Abstract
Severe acute respiratory syndrome coronavirus-2 is still active in Wuhan, China, and is spreading to the rest of the world. Recently, perioperative anesthetic management in patients with suspected or confirmed coronavirus-2 has been reported. However, little has been reported on the anesthetic management of patients undergoing aortic dissection repair in patients with suspected severe acute respiratory syndrome coronavirus-2 infection. During the outbreak in Wuhan, the authors’ team completed 4 cases of aortic dissection repair successfully in patients with suspected severe acute respiratory syndrome coronavirus-2 infection. The purpose of the present report is to summarize current knowledge and experiences on anesthetic management in this patient population and to provide clinical practice guidelines on anesthetic management and infection prevention and control in these critically ill patients.

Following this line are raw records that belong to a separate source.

//! In-process tracer
//!
//! Groups events per trace id and mirrors each one to `tracing` so a
//! running engine can be followed from the log output alone.

use crate::error::TraceResult;
use crate::event::{TraceEvent, TraceEventType};
use crate::Tracer;
use async_trait::async_trait;
use conductor_types::TraceId;
use parking_lot::RwLock;
use serde_json::Value;
use std::collections::HashMap;

/// Tracer that keeps every event in memory.
#[derive(Default)]
pub struct MemoryTracer {
    events: RwLock<HashMap<TraceId, Vec<TraceEvent>>>,
}

impl MemoryTracer {
    pub fn new() -> Self {
        Self::default()
    }

    /// Synchronous read, handy in tests.
    pub fn events(&self, trace_id: &TraceId) -> Vec<TraceEvent> {
        self.events.read().get(trace_id).cloned().unwrap_or_default()
    }

    /// Count of events of one type for a trace.
    pub fn count(&self, trace_id: &TraceId, event_type: TraceEventType) -> usize {
        self.events
            .read()
            .get(trace_id)
            .map(|events| events.iter().filter(|e| e.event_type == event_type).count())
            .unwrap_or(0)
    }

    pub fn clear(&self) {
        self.events.write().clear();
    }
}

#[async_trait]
impl Tracer for MemoryTracer {
    async fn record_event(
        &self,
        event_type: TraceEventType,
        payload: Value,
        trace_id: &TraceId,
    ) -> TraceResult<()> {
        tracing::info!(
            trace_id = %trace_id,
            event = %event_type,
            payload = %payload,
            "Trace event"
        );
        let event = TraceEvent::new(event_type, payload, trace_id.clone());
        self.events
            .write()
            .entry(trace_id.clone())
            .or_default()
            .push(event);
        Ok(())
    }

    async fn get_trace(&self, trace_id: &TraceId) -> TraceResult<Vec<TraceEvent>> {
        Ok(self.events(trace_id))
    }
}
//! Tool permission levels against caller roles.

use crate::config::PolicyConfig;
use conductor_types::{AgentRole, PermissionLevel};
use serde::{Deserialize, Serialize};

/// Outcome of a tool permission check.
#[derive(Clone, Copy, Debug, PartialEq, Eq, Serialize, Deserialize)]
#[serde(rename_all = "SCREAMING_SNAKE_CASE")]
pub enum PermissionCheck {
    Allowed,
    Denied,
    /// Only a human may approve the call.
    RequiresApproval,
}

impl PermissionCheck {
    pub fn is_allowed(&self) -> bool {
        *self == PermissionCheck::Allowed
    }
}

/// PUBLIC is open to every role, INTERNAL only to trusted roles, and
/// ADMIN always needs human approval whatever the role.
pub fn check_tool_permission(
    config: &PolicyConfig,
    role: AgentRole,
    level: PermissionLevel,
) -> PermissionCheck {
    match level {
        PermissionLevel::Public => PermissionCheck::Allowed,
        PermissionLevel::Internal if config.is_trusted(role) => PermissionCheck::Allowed,
        PermissionLevel::Internal => PermissionCheck::Denied,
        PermissionLevel::Admin => PermissionCheck::RequiresApproval,
    }
}
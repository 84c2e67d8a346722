//! Batch results handed back to the engine.

use conductor_types::{BatchId, RollbackScope, Severity, StepStatus, ToolExecutionResult};
use serde::{Deserialize, Serialize};
use serde_json::{json, Value};

/// Terminal outcome of one step in one batch.
#[derive(Clone, Debug, PartialEq, Serialize, Deserialize)]
pub struct StepOutcome {
    pub step_id: String,
    /// COMPLETED or FAILED.
    pub status: StepStatus,
    /// Result of the last attempt.
    pub result: ToolExecutionResult,
    /// Dispatches made for this step in this batch.
    pub attempts: u32,
}

impl StepOutcome {
    pub fn is_completed(&self) -> bool {
        self.status == StepStatus::Completed
    }
}

/// Everything a batch produced, in plan order.
#[derive(Clone, Debug, Default, PartialEq, Serialize, Deserialize)]
pub struct BatchReport {
    pub batch_id: Option<BatchId>,
    pub outcomes: Vec<StepOutcome>,
    /// Set when a rollback request interrupted the batch.
    #[serde(default, skip_serializing_if = "Option::is_none")]
    pub cancelled: Option<RollbackScope>,
}

impl BatchReport {
    /// Every step COMPLETED and nothing cancelled.
    pub fn is_success(&self) -> bool {
        self.cancelled.is_none() && self.outcomes.iter().all(StepOutcome::is_completed)
    }

    pub fn failures(&self) -> impl Iterator<Item = &StepOutcome> {
        self.outcomes.iter().filter(|o| !o.is_completed())
    }

    pub fn outcome(&self, step_id: &str) -> Option<&StepOutcome> {
        self.outcomes.iter().find(|o| o.step_id == step_id)
    }

    /// The failed result the policy gate should look at: a CRITICAL one
    /// if any, else the first failure.
    pub fn failure_result(&self) -> Option<&ToolExecutionResult> {
        self.failures()
            .map(|o| &o.result)
            .find(|r| r.is_critical())
            .or_else(|| self.failures().map(|o| &o.result).next())
    }

    pub fn summary(&self) -> Value {
        let completed: Vec<&str> = self
            .outcomes
            .iter()
            .filter(|o| o.is_completed())
            .map(|o| o.step_id.as_str())
            .collect();
        let failed: Vec<Value> = self
            .failures()
            .map(|o| {
                let error = o.result.error.as_ref();
                json!({
                    "step_id": o.step_id,
                    "code": error.map(|e| e.code.as_str()),
                    "severity": error.map(|e| e.severity).unwrap_or(Severity::Warning),
                    "retryable": error.map(|e| e.retryable).unwrap_or(false),
                })
            })
            .collect();
        json!({
            "batch_id": self.batch_id,
            "success": self.is_success(),
            "completed": completed,
            "failed": failed,
            "cancelled": self.cancelled,
        })
    }
}

#[cfg(test)]
mod tests {
    use super::*;
    use conductor_types::{codes, StructuredError};

    fn outcome(id: &str, result: ToolExecutionResult) -> StepOutcome {
        let status = if result.success {
            StepStatus::Completed
        } else {
            StepStatus::Failed
        };
        StepOutcome {
            step_id: id.into(),
            status,
            result,
            attempts: 1,
        }
    }

    #[test]
    fn critical_failure_is_preferred_for_policy() {
        let report = BatchReport {
            batch_id: Some(BatchId::new("b1")),
            outcomes: vec![
                outcome("a", ToolExecutionResult::ok(json!(1))),
                outcome(
                    "b",
                    ToolExecutionResult::err(StructuredError::warning(codes::STEP_TIMEOUT, "slow")),
                ),
                outcome(
                    "c",
                    ToolExecutionResult::err(StructuredError::critical(codes::TOOL_FAILED, "disk")),
                ),
            ],
            cancelled: None,
        };

        assert!(!report.is_success());
        assert_eq!(report.failures().count(), 2);
        let worst = report.failure_result().unwrap();
        assert_eq!(worst.error.as_ref().unwrap().code, codes::TOOL_FAILED);

        let summary = report.summary();
        assert_eq!(summary["completed"], json!(["a"]));
        assert_eq!(summary["failed"][0]["step_id"], "b");
    }

    #[test]
    fn cancelled_batch_is_not_a_success() {
        let report = BatchReport {
            batch_id: None,
            outcomes: vec![outcome("a", ToolExecutionResult::ok(json!(1)))],
            cancelled: Some(RollbackScope::Local),
        };
        assert!(!report.is_success());
    }
}
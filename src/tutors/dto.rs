use serde::Deserialize;

/// Query string of `GET /tutors/search`.
#[derive(Debug, Default, Deserialize)]
pub struct SearchParams {
    #[serde(default)]
    pub q: String,
    #[serde(default)]
    pub curriculum: String,
}

/// Request body for a new tutor profile.
#[derive(Debug, Default, Deserialize)]
#[serde(rename_all = "camelCase")]
pub struct CreateTutorRequest {
    #[serde(default)]
    pub name: String,
    #[serde(default)]
    pub subject: String,
    #[serde(default)]
    pub curriculum: String,
    pub hourly_rate: Option<f64>,
    pub rating: Option<f64>,
    pub sessions: Option<i32>,
    pub online: Option<bool>,
    pub image: Option<String>,
}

Key Words: anesthetic management, aortic dissection, infection control, SARS-CoV-2, COVID-19
AN ONGOING epidemic by a novel coronavirus first was reported during late 2019 in Wuhan, China, and has attracted considerable attention worldwide.1, 2, 3 On January 7, 2020, the novel coronavirus was identified by the Chinese Center for Disease Control and Prevention and subsequently was named severe acute respiratory syndrome coronavirus-2 (SARS-CoV-2) by the World Health Organization.4 , 5 The disease caused by SARS-CoV-2 infection was named coronavirus disease 2019 (COVID-19), with clinical presentation resembling severe acute respiratory syndrome and Middle East respiratory syndrome and manifesting as cough, fever, and dyspnea.5, 6, 7, 8, 9 In particular, accumulating evidence has shown that SARS-CoV-2 exhibits effective human-to-human transmission, causing an exponential growth of new cases.6 , 10, 11, 12
The strong transmissibility of SARS-CoV-2 and a substantial number of patients who are either asymptomatic or have only mild symptoms2 , 3 , 12 present great challenges for anesthesiologists to perform anesthetic management and successful infection prevention and control. Even though studies have been published for SARS-CoV-2–related infection prevention and control during anesthesia in emergency surgery,13 unfortunately, there are no guidelines on the anesthetic management for patients with suspected SARS-CoV-2 infection undergoing long, complicated cardiac surgeries.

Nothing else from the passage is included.